Crimea Officials Release Ukraine Naval Officer, EU Considers Sanctions
March 20, 2014 by UPI - United Press International, Inc.
BRUSSELS (UPI) — The Ukrainian naval commander detained for a day in Sevastopol was among the seven people released by Crimean authorities Thursday, officials said.
Meanwhile, European Union envoys discussed expanding the list of Russians who would be subject to visa bans and asset freezes due to involvement in the Ukraine crisis, the Financial Times reported.
Seven Ukrainians, including Rear Adm. Sergey Haiduk, were detained by Crimean authorities Wednesday during the takeover of the Ukrainian naval headquarters in Sevastopol. They were released following an appeal by Russian Defense Minister Sergei Shoigu after he and Ihor Teniuk, Ukraine’s interim defense minister, discussed possible steps for diffusing the crisis during a phone conversation.
Because several of the 10 Russian names were too contentious to draw agreement, the diplomats said the decision on sanctions would be left to the bloc’s heads of government when they discuss Ukraine at a summit dinner Thursday night in Brussels, the Times said.
Among the most provocative names was a Russian journalist, thought to be Dmitry Kiselev, an on-air personality with Rossiya Segodnya media group who said on Russian television earlier this week Russia was “the world’s only country that is ready to turn the USA into radioactive ash.”
The Times said several ambassadors objected to the journalist’s inclusion because he had no direct involvement in the Crimean incursion while others objected to targeting a journalist.
Leaders of Crimea and Russia have refused to recognize the new government in Kiev that came to power after ousting pro-Russian President Viktor Yanukovych last month. Crimean voters on Sunday overwhelmingly approved a referendum seceding from Ukraine and reuniting with Russia, which sent thousands of troops to the peninsula, despite President Vladimir Putin’s denials.
Putin and pro-Russia Crimean leaders signed a treaty Tuesday that would incorporate Crimea and Sevastopol into the Russian Federation. Russia’s Constitutional Court approved the document Wednesday.
EU diplomats said there was a consensus among leaders not to advance to “phase three” of their sanctions plan, which includes broad-based economic and trade measures, focusing instead on developing a more detailed list of what could be included in phase three and more clearly defining what would trigger such sanctions, the Times said.
German Chancellor Angela Merkel told the German Parliament Thursday the Group of Eight of the world’s wealthiest industrialized nations, which includes Russia, was in effect defunct as long as the dispute with Moscow over Ukraine exists.

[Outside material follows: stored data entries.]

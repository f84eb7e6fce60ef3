use crate::{error::ErrorKind, util::now_rfc3339};
use serde::{Deserialize, Serialize};
use thiserror::Error;
use unicode_normalization::UnicodeNormalization;
use uuid::Uuid;

/// How the operator identified the carrier. Exactly one identifier per job.
#[derive(Debug, Clone, PartialEq, Eq, Serialize, Deserialize)]
#[serde(rename_all = "lowercase")]
pub enum CarrierRef {
    Ppn(String),
    Title(String),
}

#[derive(Debug, Error, PartialEq, Eq)]
pub enum SubmissionError {
    #[error("volume number must be greater than or equal to 1")]
    InvalidVolume,
    #[error("carrier identifier is empty")]
    EmptyIdentifier,
}

/// Lifecycle of one carrier. Variant order follows the happy path, so `>=` comparisons
/// on non-terminal states read as "has got at least this far".
#[derive(Debug, Clone, Copy, PartialEq, Eq, PartialOrd, Ord, Hash, Serialize, Deserialize)]
pub enum JobState {
    Idle,
    Loading,
    Classifying,
    Processing,
    Verifying,
    Recording,
    Ejecting,
    Done,
    Failed,
    Rejected,
}

impl JobState {
    pub fn is_terminal(self) -> bool {
        matches!(self, Self::Done | Self::Failed | Self::Rejected)
    }
}

#[derive(Debug, Clone, Copy, Default, PartialEq, Eq, Serialize, Deserialize)]
pub struct MediaFlags {
    pub contains_audio: bool,
    pub contains_data: bool,
    pub is_cd_extra: bool,
    pub is_mixed_mode: bool,
    pub is_cd_interactive: bool,
}

#[derive(Debug, Clone, Serialize, Deserialize)]
pub struct CarrierJob {
    pub job_id: String,
    pub carrier: CarrierRef,
    pub volume_no: u32,
    pub status: JobState,
    pub media: MediaFlags,
    /// Set once the medium has been classified; `media` is meaningless before that.
    pub classified: bool,
    /// ISO 9660 volume identifier, when the disc has one.
    pub volume_id: Option<String>,
    /// `None` until the job is terminal.
    pub success: Option<bool>,
    pub created_at: String,
    pub completed_at: Option<String>,
}

impl CarrierJob {
    pub fn new(carrier: CarrierRef, volume_no: u32) -> Result<Self, SubmissionError> {
        if volume_no < 1 {
            return Err(SubmissionError::InvalidVolume);
        }
        let carrier = match carrier {
            CarrierRef::Ppn(p) => CarrierRef::Ppn(p.trim().to_string()),
            CarrierRef::Title(t) => CarrierRef::Title(t.trim().nfc().collect()),
        };
        let ident = match &carrier {
            CarrierRef::Ppn(s) | CarrierRef::Title(s) => s,
        };
        if ident.is_empty() {
            return Err(SubmissionError::EmptyIdentifier);
        }
        Ok(Self {
            job_id: Uuid::new_v4().to_string(),
            carrier,
            volume_no,
            status: JobState::Idle,
            media: MediaFlags::default(),
            classified: false,
            volume_id: None,
            success: None,
            created_at: now_rfc3339(),
            completed_at: None,
        })
    }

    pub fn ppn(&self) -> &str {
        match &self.carrier {
            CarrierRef::Ppn(p) => p,
            CarrierRef::Title(_) => "",
        }
    }

    pub fn title(&self) -> &str {
        match &self.carrier {
            CarrierRef::Title(t) => t,
            CarrierRef::Ppn(_) => "",
        }
    }

    /// Human label for logs and operator prompts.
    pub fn label(&self) -> String {
        match &self.carrier {
            CarrierRef::Ppn(p) => format!("PPN {p}, volume {}", self.volume_no),
            CarrierRef::Title(t) => format!("'{t}', volume {}", self.volume_no),
        }
    }

    pub(crate) fn finish(&mut self, state: JobState) {
        self.status = state;
        self.success = Some(state == JobState::Done);
        self.completed_at = Some(now_rfc3339());
    }
}

/// Completion signal handed back to the submitter.
#[derive(Debug, Clone, Serialize, Deserialize)]
pub struct JobReport {
    pub job: CarrierJob,
    pub reason: String,
    pub error: Option<ErrorKind>,
    #[serde(default)]
    pub warnings: Vec<String>,
}
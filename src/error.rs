//! Error taxonomy for disc processing.
//!
//! Per-job failures ([`JobError`]) end the job in `Failed` or `Rejected` and the batch
//! carries on. Run-level failures ([`RunError`]) stop the worker.

use crate::machine::InvalidTransition;
use serde::{Deserialize, Serialize};
use std::path::PathBuf;
use thiserror::Error;

/// Fieldless mirror of the taxonomy, used in reports and logs.
#[derive(Debug, Clone, Copy, PartialEq, Eq, Serialize, Deserialize)]
pub enum ErrorKind {
    HardwareTimeout,
    HardwareCommandFailed,
    DriveNotFound,
    NoDiscPresent,
    UnreadableMedia,
    ImagingFailed,
    RipFailed,
    TranscodeFailed,
    VerificationFailed,
    ManifestWriteFailed,
    Cancelled,
}

/// Failures contained within a single carrier job.
#[derive(Debug, Error)]
pub enum JobError {
    #[error("{action} timed out after {timeout_secs}s")]
    HardwareTimeout { action: String, timeout_secs: u64 },

    #[error("{action} failed with exit code {code:?}")]
    HardwareCommandFailed {
        action: String,
        code: Option<i32>,
        output: String,
    },

    #[error("no disc present in drive")]
    NoDiscPresent,

    #[error("unreadable media: {reason}")]
    UnreadableMedia { reason: String },

    #[error("imaging failed: {reason}")]
    ImagingFailed { reason: String, output: String },

    #[error("audio rip failed: {reason}")]
    RipFailed { reason: String, output: String },

    #[error("transcode failed: {reason}")]
    TranscodeFailed { reason: String, output: String },

    #[error("verification failed: {reason}")]
    VerificationFailed { reason: String },

    #[error("cancelled before the disc was loaded")]
    Cancelled,
}

impl JobError {
    pub fn kind(&self) -> ErrorKind {
        match self {
            Self::HardwareTimeout { .. } => ErrorKind::HardwareTimeout,
            Self::HardwareCommandFailed { .. } => ErrorKind::HardwareCommandFailed,
            Self::NoDiscPresent => ErrorKind::NoDiscPresent,
            Self::UnreadableMedia { .. } => ErrorKind::UnreadableMedia,
            Self::ImagingFailed { .. } => ErrorKind::ImagingFailed,
            Self::RipFailed { .. } => ErrorKind::RipFailed,
            Self::TranscodeFailed { .. } => ErrorKind::TranscodeFailed,
            Self::VerificationFailed { .. } => ErrorKind::VerificationFailed,
            Self::Cancelled => ErrorKind::Cancelled,
        }
    }

    /// Whether the drive/robot state is no longer trustworthy, so the disc goes to the
    /// reject bin instead of being ejected normally.
    pub fn is_unrecoverable(&self) -> bool {
        matches!(self, Self::HardwareTimeout { .. })
    }

    /// Captured tool output, if the failure came from an external process.
    pub fn tool_output(&self) -> Option<&str> {
        match self {
            Self::HardwareCommandFailed { output, .. }
            | Self::ImagingFailed { output, .. }
            | Self::RipFailed { output, .. }
            | Self::TranscodeFailed { output, .. } => Some(output.as_str()),
            _ => None,
        }
    }
}

/// Failures that invalidate the whole run.
#[derive(Debug, Error)]
pub enum RunError {
    #[error("optical drive not found: {drive}")]
    DriveNotFound { drive: String },

    #[error("writing manifest {}: {source}", path.display())]
    ManifestWriteFailed {
        path: PathBuf,
        #[source]
        source: std::io::Error,
    },

    #[error("invalid configuration: {0}")]
    InvalidConfig(String),

    #[error(transparent)]
    InvalidTransition(#[from] InvalidTransition),

    #[error("worker thread stopped unexpectedly")]
    WorkerGone,
}

impl RunError {
    pub fn kind(&self) -> Option<ErrorKind> {
        match self {
            Self::DriveNotFound { .. } => Some(ErrorKind::DriveNotFound),
            Self::ManifestWriteFailed { .. } => Some(ErrorKind::ManifestWriteFailed),
            Self::InvalidConfig(_) | Self::InvalidTransition(_) | Self::WorkerGone => None,
        }
    }
}
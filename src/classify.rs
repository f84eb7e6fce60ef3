//! Disc-type classification.
//!
//! Parsing turns the disc-inspection tool's text report into a [`DriveReport`];
//! [`classify`] is a pure function of that report.

use crate::{error::JobError, job::MediaFlags};
use regex::Regex;
use serde::{Deserialize, Serialize};
use std::sync::OnceLock;

#[derive(Debug, Clone, Copy, PartialEq, Eq, Serialize, Deserialize)]
pub enum TrackKind {
    Audio,
    Data,
    /// CD-i track; counts as data.
    Interactive,
}

impl TrackKind {
    pub fn is_data(self) -> bool {
        matches!(self, Self::Data | Self::Interactive)
    }
}

#[derive(Debug, Clone, PartialEq, Eq, Serialize, Deserialize)]
pub struct Track {
    pub number: u32,
    pub kind: TrackKind,
}

#[derive(Debug, Clone, Default, PartialEq, Eq, Serialize, Deserialize)]
pub struct DriveReport {
    pub tracks: Vec<Track>,
    pub session_count: u32,
    /// The analysis section named the disc CD-Plus/Extra.
    pub cd_extra_signature: bool,
    /// A CD-i track type or CD-i/CD-RTOS marker was seen.
    pub interactive_marker: bool,
    pub volume_id: Option<String>,
}

impl DriveReport {
    pub fn audio_tracks(&self) -> usize {
        self.tracks.iter().filter(|t| t.kind == TrackKind::Audio).count()
    }

    pub fn data_tracks(&self) -> usize {
        self.tracks.iter().filter(|t| t.kind.is_data()).count()
    }
}

#[derive(Debug, Clone, Copy, PartialEq, Eq, Serialize, Deserialize)]
pub enum Rule {
    MixedMode,
    Audio,
    CdExtra,
    Interactive,
    Data,
}

#[derive(Debug, Clone, PartialEq, Eq, Serialize, Deserialize)]
pub struct Classification {
    pub flags: MediaFlags,
    /// The rule that decided the flags.
    pub rule: Rule,
    /// Every non-fallback rule whose condition held, in priority order. More than one
    /// entry means the disc is ambiguous under the rule ordering.
    pub matched: Vec<Rule>,
}

impl Classification {
    pub fn is_ambiguous(&self) -> bool {
        self.matched.len() > 1
    }
}

pub fn classify(report: &DriveReport) -> Classification {
    let any_audio = report.tracks.iter().any(|t| t.kind == TrackKind::Audio);
    let any_data = report.tracks.iter().any(|t| t.kind.is_data());
    let all_audio = !report.tracks.is_empty() && !any_data;
    let all_data = !report.tracks.is_empty() && !any_audio;

    let mut matched = Vec::new();
    if any_audio && any_data {
        matched.push(Rule::MixedMode);
    }
    if all_audio {
        matched.push(Rule::Audio);
    }
    if all_data && report.session_count > 1 && report.cd_extra_signature {
        matched.push(Rule::CdExtra);
    }
    if report.interactive_marker {
        matched.push(Rule::Interactive);
    }

    let rule = matched.first().copied().unwrap_or(Rule::Data);
    let flags = match rule {
        Rule::MixedMode => MediaFlags {
            contains_audio: true,
            contains_data: true,
            is_mixed_mode: true,
            ..Default::default()
        },
        Rule::Audio => MediaFlags {
            contains_audio: true,
            ..Default::default()
        },
        Rule::CdExtra => MediaFlags {
            contains_audio: true,
            contains_data: true,
            is_cd_extra: true,
            ..Default::default()
        },
        Rule::Interactive => MediaFlags {
            contains_data: true,
            is_cd_interactive: true,
            ..Default::default()
        },
        Rule::Data => MediaFlags {
            contains_data: true,
            ..Default::default()
        },
    };

    Classification {
        flags,
        rule,
        matched,
    }
}

const NO_DISC_TOKENS: &[&str] = &[
    "no medium found",
    "no disc",
    "error in getting information about disc",
];

fn track_re() -> &'static Regex {
    static RE: OnceLock<Regex> = OnceLock::new();
    RE.get_or_init(|| {
        Regex::new(r"^\s*(\d+):\s+\d+:\d+:\d+\s+\d+\s+(\S+)").expect("valid track regex")
    })
}

fn session_re() -> &'static Regex {
    static RE: OnceLock<Regex> = OnceLock::new();
    RE.get_or_init(|| Regex::new(r"(?i)session\s+#(\d+)\s+starts").expect("valid session regex"))
}

fn volume_re() -> &'static Regex {
    static RE: OnceLock<Regex> = OnceLock::new();
    RE.get_or_init(|| {
        Regex::new(r"(?m)^[ \t]*Volume[ \t]*:[ \t]*(.*?)[ \t]*$|label\s+`([^']*)'")
            .expect("valid volume regex")
    })
}

pub fn reports_no_disc(text: &str) -> bool {
    let lower = text.to_ascii_lowercase();
    NO_DISC_TOKENS.iter().any(|t| lower.contains(t))
}

/// Parses a cd-info style report. Parsing keys off tokens (track rows, analysis
/// markers), never byte offsets, so extra or reordered sections are tolerated.
pub fn parse_cd_info(text: &str) -> Result<DriveReport, JobError> {
    if text.trim().is_empty() || reports_no_disc(text) {
        return Err(JobError::NoDiscPresent);
    }

    let mut report = DriveReport {
        session_count: 1,
        ..Default::default()
    };

    for line in text.lines() {
        if let Some(caps) = track_re().captures(line) {
            let number: u32 = caps[1].parse().unwrap_or(0);
            let kind = match &caps[2] {
                "leadout" => continue,
                "audio" => TrackKind::Audio,
                "data" | "XA" => TrackKind::Data,
                "CD-i" => TrackKind::Interactive,
                other => {
                    return Err(JobError::UnreadableMedia {
                        reason: format!("track {number} has unknown type '{other}'"),
                    });
                }
            };
            report.tracks.push(Track { number, kind });
            continue;
        }
        if let Some(caps) = session_re().captures(line) {
            let n: u32 = caps[1].parse().unwrap_or(1);
            report.session_count = report.session_count.max(n);
        }
        if line.contains("CD-Plus/Extra") {
            report.cd_extra_signature = true;
        }
        if line.contains("CD-RTOS") || line.contains("CD-i disc") {
            report.interactive_marker = true;
        }
    }

    if report.tracks.is_empty() {
        return Err(JobError::UnreadableMedia {
            reason: "report contains no track list".into(),
        });
    }
    if report.tracks.iter().any(|t| t.kind == TrackKind::Interactive) {
        report.interactive_marker = true;
    }

    report.volume_id = volume_re().captures(text).and_then(|caps| {
        caps.get(1)
            .or_else(|| caps.get(2))
            .map(|m| m.as_str().trim().to_string())
            .filter(|s| !s.is_empty())
    });

    Ok(report)
}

Russia, which holds the revolving presidency of the G8, was to have hosted a summit in Sochi in June. Responding to Russia’s intervention in Crimea, the Group of Seven (the G8 minus Russia) suspended preparations for the Sochi summit and one member said Russia would be kicked out of the organization.
“As long as the political environment is not in place for such an important format as the G8, the G8 is no longer there, neither the summit nor the G8 in itself,” Merkel told Parliament.
The British government has been advocating an energy security plan to wean Europe from Russian energy over a 25-year period by ramping up imports from new sources, including shale gas from the United States and natural gas from Iraq, the Times said.
The proposal, sent to EU leaders in advance of the Brussels summit, calls for speeding up the development of a pipeline through Azerbaijan and Turkey that would bring gas to Europe from the Caspian Sea, bypassing Russian territory.
Russian Foreign Minister Sergei Lavrov said Russia would wrap up the legal procedures for annexing Crimea and Sevastopol this week. Russia’s Parliament was expected to ratify it Thursday.
Late Wednesday, Ukraine’s national security chief said Kiev would introduce visa travel restrictions on Russians, canceling previous arrangements that allowed them to visit Ukraine freely.